Here are some records; copy every line that holds the word "prompt".

> [Data shown]:
--

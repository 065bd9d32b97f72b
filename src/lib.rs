//! textshape: shape and transform text with a chat completion API
//!
//! A shaping call takes an instruction and optional input text, sends it
//! to an OpenAI-compatible chat completions endpoint and returns the
//! cleaned result.
//!
//! ```text
//! Shaper::shape_text
//!   -> prompt::optimize_prompt        (optimized mode only)
//!   -> Shaper::request_completion     (continuation policy)
//!     -> GenerativeClient             (providers::openai::ChatClient)
//!       -> request codec              (JSON wire types)
//!   -> response::optimize_response    (optimized mode only)
//!   -> ShapeResult
//! ```

pub mod error;
pub mod config;
pub mod logging;
pub mod request;
pub mod client;
pub mod providers;
pub mod continuation;
pub mod prompt;
pub mod response;
pub mod shaper;
pub mod runner;

pub use client::GenerativeClient;
pub use config::{ApiKey, ApiLogLevel, ClientConfig, ShaperConfig};
pub use error::{Error, ErrorKind, Result};
pub use providers::ChatClient;
pub use runner::{Runner, ShapeJob};
pub use shaper::{ShapeMode, ShapeResult, Shaper};

/// Shaper backed by the OpenAI chat client
pub type OpenAiShaper = Shaper<ChatClient>;

/// Build a shaper talking to the configured chat completions endpoint
pub fn openai_shaper(
  api_key: ApiKey
, client_config: ClientConfig
, shaper_config: &ShaperConfig
) -> Result<OpenAiShaper>
{   let client = ChatClient::new(api_key, client_config)?;
    Ok(Shaper::new(client, shaper_config))
}
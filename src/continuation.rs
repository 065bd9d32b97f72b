//! Continuation policy for completions cut off by the length limit

use log::debug;
use crate::config::{ShaperConfig, DEFAULT_CONTINUE_DIRECTIVE};
use crate::request::{
  ChatMessage, Choice, CreateChatCompletion, ROLE_ASSISTANT, ROLE_SYSTEM
};

/// How many requests one shaping call may spend on a truncated answer
#[derive(Debug, Clone, PartialEq, Eq)]
pub struct ContinuationPolicy
{   max_attempts: usize
  , continue_directive: String
}

impl ContinuationPolicy
{   pub fn new(
      max_attempts: usize
    , continue_directive: impl Into<String>
    ) -> Self
    {   ContinuationPolicy
        {   max_attempts: max_attempts.max(1)
          , continue_directive: continue_directive.into()
        }
    }

    pub fn from_config(config: &ShaperConfig) -> Self
    {   ContinuationPolicy::new(
          config.max_completion_repeat_count
        , config.continue_directive.clone()
        )
    }

    /// Single request, truncated output returned as is
    pub fn single() -> Self
    {   ContinuationPolicy::new(1, DEFAULT_CONTINUE_DIRECTIVE)
    }

    /// Requests allowed per shaping call, never below 1
    pub fn max_attempts(&self) -> usize
    {   self.max_attempts
    }

    pub fn continue_directive(&self) -> &str
    {   &self.continue_directive
    }

    /// Whether attempt `attempt` (0-based) should be followed by another
    pub fn should_continue(&self, attempt: usize, choice: &Choice) -> bool
    {   let more = attempt + 1 < self.max_attempts;
        debug!(
          "Attempt {} truncated: {}, attempts left: {}"
        , attempt, choice.is_truncated(), more
        );
        choice.is_truncated() && more
    }

    /// Append the partial answer and the continue directive
    pub fn extend(&self, request: &mut CreateChatCompletion, partial: &str)
    {   request.messages.push(ChatMessage::new(ROLE_ASSISTANT, partial));
        request.messages.push(
          ChatMessage::new(ROLE_SYSTEM, self.continue_directive.clone())
        );
    }
}

impl Default for ContinuationPolicy
{   fn default() -> Self
    {   ContinuationPolicy::single()
    }
}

--

> [Response]:
//!   -> prompt::optimize_prompt        (optimized mode only)
pub mod prompt;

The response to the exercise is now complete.